Rue Rose Shumpert was born in the family’s bathroom, as was her older sister, five-year-old daughter Iman Tayla (a.k.a. Junie). Taylor gave birth a day after her baby shower in Atlanta.
“Now…when we buy homes, we always find a bathroom with great energy… but not in a million years would you be able to tell me we’d deliver both of our daughters in a bathroom without the assistance of a hospital! Our newest edition entered the world in the water and came out looking around and ready to explore,” the basketball player continued.
“A healthy child. A little sister. Another daughter. Black love wins….again. Welcome babygirl…we love you!,” Shumpert added, along with the newborn’s Twitter handle: @babyruerose.
Taylor shared her husband’s message in a separate video of the baby that she shared on her own Instagram page — see below:
Taylor revealed her second pregnancy in the music video for her song “Wake Up Love,” which she dropped in June.

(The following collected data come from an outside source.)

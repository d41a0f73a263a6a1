use ets2emc_core::config::ConvertConfigBuilder;
use ets2emc_core::source::{JobSource, PresetTable, load_job, load_pipeline, load_preset};
use ets2emc_core::translate::job::render_job;
use ets2emc_core::{ConvertConfig, CoreError, Level, translate_job};
use serde_json::json;

fn fixture(name: &str) -> String {
    let path = format!("{}/tests/fixtures/{}", env!("CARGO_MANIFEST_DIR"), name);
    std::fs::read_to_string(&path).unwrap_or_else(|e| panic!("reading {path}: {e}"))
}

fn job_source() -> JobSource {
    let job = load_job(&fixture("job.json")).unwrap();
    let pipeline = load_pipeline(&fixture("pipeline.json")).unwrap();
    let presets: PresetTable = ["preset_mp4.json", "preset_hls.json"]
        .iter()
        .map(|name| load_preset(&fixture(name)).unwrap())
        .collect();
    JobSource::new(job, pipeline, presets).unwrap()
}

#[test]
fn assembles_groups_in_playlist_file_thumbnail_order() {
    let source = job_source();
    let (document, _) = translate_job(&source, &ConvertConfig::default());

    let groups: Vec<(&str, &str)> = document
        .settings
        .output_groups
        .iter()
        .map(|g| (g.name.as_str(), g.output_group_settings.destination()))
        .collect();
    assert_eq!(
        groups,
        vec![
            ("Apple HLS", "s3://media-out/converted/"),
            ("File Group", "s3://media-out/converted/movie"),
            ("File Group", "s3://media-thumbs/converted/movie"),
        ]
    );
}

#[test]
fn renders_pascal_case_job_with_user_metadata() {
    let source = job_source();
    let config = ConvertConfigBuilder::new()
        .role_arn("arn:aws:iam::123456789012:role/MediaConvert")
        .build();
    let (document, _) = translate_job(&source, &config);
    let value = render_job(&document, &source.job, &config).unwrap();

    assert_eq!(value["Role"], "arn:aws:iam::123456789012:role/MediaConvert");
    assert_eq!(value["UserMetadata"], json!({ "CustomerId": "42", "batch": "nightly" }));

    let input = &value["Settings"]["Inputs"][0];
    assert_eq!(input["FileInput"], "s3://media-in/source/movie.mov");
    assert_eq!(input["AudioSelectors"]["Audio Selector 1"]["DefaultSelection"], "DEFAULT");
    assert_eq!(input["InputClippings"][0]["StartTimecode"], "00:00:10:00");
    assert_eq!(input["InputClippings"][0]["EndTimecode"], "00:02:10:00");
    assert_eq!(
        input["CaptionSelectors"]["Captions Selector 1"]["SourceSettings"]["SourceType"],
        "EMBEDDED"
    );
    assert_eq!(
        input["CaptionSelectors"]["Captions Selector 2"]["SourceSettings"]["FileSourceSettings"],
        json!({
            "SourceFile": "s3://media-in/source/movie.en.srt",
            "TimeDelta": 1,
            "TimeDeltaUnits": "SECONDS"
        })
    );

    let hls = &value["Settings"]["OutputGroups"][0];
    assert_eq!(hls["OutputGroupSettings"]["Type"], "HLS_GROUP_SETTINGS");
    assert_eq!(hls["OutputGroupSettings"]["HlsGroupSettings"]["SegmentLength"], 10);
    assert_eq!(hls["OutputGroupSettings"]["HlsGroupSettings"]["MinSegmentLength"], 0);
    assert_eq!(hls["Outputs"][0]["NameModifier"], "-hls/400k");
    assert_eq!(hls["Outputs"][1]["NameModifier"], "-hls/1m");
    assert_eq!(hls["Outputs"][0]["ContainerSettings"]["Container"], "M3U8");

    let video = &hls["Outputs"][0]["VideoDescription"];
    assert_eq!(video["CodecSettings"]["Codec"], "H_264");
    let h264 = &video["CodecSettings"]["H264Settings"];
    assert_eq!(h264["RateControlMode"], "QVBR");
    assert_eq!(h264["MaxBitrate"], 272_000);
    assert_eq!(h264["HrdBufferSize"], 10_000_000);
    assert_eq!(h264["CodecProfile"], "BASELINE");
    assert_eq!(h264["CodecLevel"], "LEVEL_3");
    assert_eq!(h264["EntropyEncoding"], "CAVLC");
    assert_eq!(h264["ParNumerator"], 24);
    assert_eq!(h264["ParDenominator"], 25);
    assert!(h264.get("Bitrate").is_none());

    let file = &value["Settings"]["OutputGroups"][1];
    assert_eq!(file["Outputs"][0]["ContainerSettings"]["Container"], "MP4");
    assert_eq!(file["Outputs"][1]["NameModifier"], "-ENG");
    assert_eq!(
        file["Outputs"][1]["CaptionDescriptions"][0]["DestinationSettings"]["DestinationType"],
        "WEBVTT"
    );

    let thumbnails = &value["Settings"]["OutputGroups"][2]["Outputs"][0];
    assert_eq!(thumbnails["NameModifier"], "-192x108");
    assert_eq!(thumbnails["VideoDescription"]["CodecSettings"]["Codec"], "FRAME_CAPTURE");
}

#[test]
fn template_mode_omits_file_inputs_role_and_user_metadata() {
    let source = job_source();
    let config = ConvertConfigBuilder::new()
        .template_name("ETS converted")
        .category("vod")
        .role_arn("arn:ignored")
        .camel_case_output(true)
        .build();
    let (document, _) = translate_job(&source, &config);
    let value = render_job(&document, &source.job, &config).unwrap();

    assert_eq!(value["name"], "ETS converted");
    assert_eq!(value["category"], "vod");
    assert!(value.get("role").is_none());
    assert!(value.get("userMetadata").is_none());
    assert!(value["settings"]["inputs"][0].get("fileInput").is_none());
}

#[test]
fn auto_sample_rate_follows_the_insert_defaults_policy() {
    let source = job_source();

    let (_, diagnostics) = translate_job(&source, &ConvertConfig::default());
    let errors = diagnostics.errors();
    assert_eq!(errors.len(), 2);
    assert_eq!(
        errors[0].path.to_string(),
        "preset.System preset: HLS 400k.audio.sampleRate"
    );

    let config = ConvertConfigBuilder::new().insert_defaults(true).build();
    let (document, diagnostics) = translate_job(&source, &config);
    assert!(!diagnostics.has_errors());
    assert!(diagnostics.warnings().iter().any(|w| w
        .message
        .ends_with("The converter has applied a static default value of 48000.")));
    let value = serde_json::to_value(&document).unwrap();
    assert_eq!(
        value["settings"]["outputGroups"][0]["outputs"][0]["audioDescriptions"][0]["codecSettings"]["aacSettings"]["sampleRate"],
        48000
    );
}

#[test]
fn diagnostics_follow_document_order() {
    let source = job_source();
    let (_, diagnostics) = translate_job(&source, &ConvertConfig::default());

    let summary: Vec<(Level, String)> = diagnostics
        .messages()
        .iter()
        .map(|d| (d.level, d.path.to_string()))
        .collect();

    let position = |level: Level, path: &str| {
        summary
            .iter()
            .position(|(l, p)| *l == level && p == path)
            .unwrap_or_else(|| panic!("missing {level} at {path}: {summary:?}"))
    };

    let fraction = position(Level::Warn, "job.inputs[0].timeSpan.startTime");
    let merge = position(Level::Warn, "job.inputs[0].inputCaptions.mergePolicy");
    let segment = position(Level::Info, "job.playlists[0]");
    let embedded = position(Level::Info, "job.outputs[1]");
    let pattern = position(Level::Info, "job.outputs[1].thumbnailPattern");
    let png = position(Level::Warn, "preset.System preset: Generic 720p.thumbnails.format");

    assert!(merge < fraction);
    assert!(fraction < segment);
    assert!(segment < embedded);
    assert!(embedded < pattern);
    assert!(pattern < png);
}

#[test]
fn repeated_runs_log_identical_diagnostics() {
    let source = job_source();
    let config = ConvertConfig::default();

    let (first_document, first) = translate_job(&source, &config);
    let (second_document, second) = translate_job(&source, &config);

    assert!(!first.is_empty());
    assert_eq!(first.messages(), second.messages());
    assert_eq!(first_document, second_document);
}

#[test]
fn missing_presets_are_rejected_before_translation() {
    let job = load_job(&fixture("job.json")).unwrap();
    let pipeline = load_pipeline(&fixture("pipeline.json")).unwrap();
    let presets: PresetTable = [load_preset(&fixture("preset_mp4.json")).unwrap()]
        .into_iter()
        .collect();

    match JobSource::new(job, pipeline, presets) {
        Err(CoreError::UnresolvedPreset { output_key, preset_id }) => {
            assert_eq!(output_key, "hls/400k");
            assert_eq!(preset_id, "1351620000001-200050");
        }
        other => panic!("expected UnresolvedPreset, got {other:?}"),
    }
}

“We’re ready, and we’re very excited,” Taylor told PEOPLE at the time. “Iman is super excited. Junie is ecstatic — I’m talking super ecstatic. Everybody is just excited. I can’t wait. I’ve got three more months left until we meet our little princess.”

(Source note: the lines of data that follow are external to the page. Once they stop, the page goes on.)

//! Per-page capture of diagnostic output from an extraction backend.
//!
//! Backends never write warnings to a process-wide stream. Every extraction
//! call receives the [`WarningCapture`] of the page being processed, so
//! concurrent pages each fill their own buffer.

use std::fmt;
use std::panic::{self, AssertUnwindSafe};

/// Diagnostic sink owned by a single page-processing call.
#[derive(Debug, Default)]
pub struct WarningCapture {
    buffer: String,
    /// Text written through `fmt::Write` that has not reached a newline yet.
    partial: String,
}

impl WarningCapture {
    pub fn new() -> Self {
        Self::default()
    }

    /// Run `f` with a fresh capture and return its result together with the
    /// captured text.
    ///
    /// If `f` panics, the buffer is dropped and the panic continues unwinding.
    pub fn scope<T>(f: impl FnOnce(&mut WarningCapture) -> T) -> (T, String) {
        let mut capture = WarningCapture::new();
        match panic::catch_unwind(AssertUnwindSafe(|| f(&mut capture))) {
            Ok(value) => (value, capture.into_text()),
            Err(payload) => {
                capture.flush_partial();
                if !capture.is_empty() {
                    tracing::debug!(
                        target: "pdfextract::diagnostics",
                        captured = %capture.buffer.trim_end(),
                        "discarding diagnostics of panicked extraction"
                    );
                }
                panic::resume_unwind(payload)
            }
        }
    }

    /// Record one diagnostic message.
    pub fn emit(&mut self, message: impl fmt::Display) {
        let message = message.to_string();
        let message = message.trim_end();
        if message.is_empty() {
            return;
        }
        tracing::debug!(target: "pdfextract::diagnostics", "{message}");
        self.buffer.push_str(message);
        self.buffer.push('\n');
    }

    pub fn is_empty(&self) -> bool {
        self.buffer.trim().is_empty() && self.partial.trim().is_empty()
    }

    pub fn into_text(mut self) -> String {
        self.flush_partial();
        self.buffer.trim_end().to_string()
    }

    fn flush_partial(&mut self) {
        if !self.partial.is_empty() {
            let line = std::mem::take(&mut self.partial);
            self.emit(line);
        }
    }
}

/// Written text is split into lines, each recorded with [`WarningCapture::emit`].
impl fmt::Write for WarningCapture {
    fn write_str(&mut self, s: &str) -> fmt::Result {
        self.partial.push_str(s);
        while let Some(end) = self.partial.find('\n') {
            let line: String = self.partial.drain(..=end).collect();
            self.emit(line);
        }
        Ok(())
    }
}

Taylor also dished about having a home birth during an interview with Nick Cannon in June, theGRIO previously reported.
“You know what’s crazy, even though the Junie story is crazy, it kind of put me in a comfort zone where I don’t—I don’t know if I want to go to the hospital for this next baby,” she confessed.
“Imma make sure it’s not on the toilet or the bathroom floor,” she noted playfully.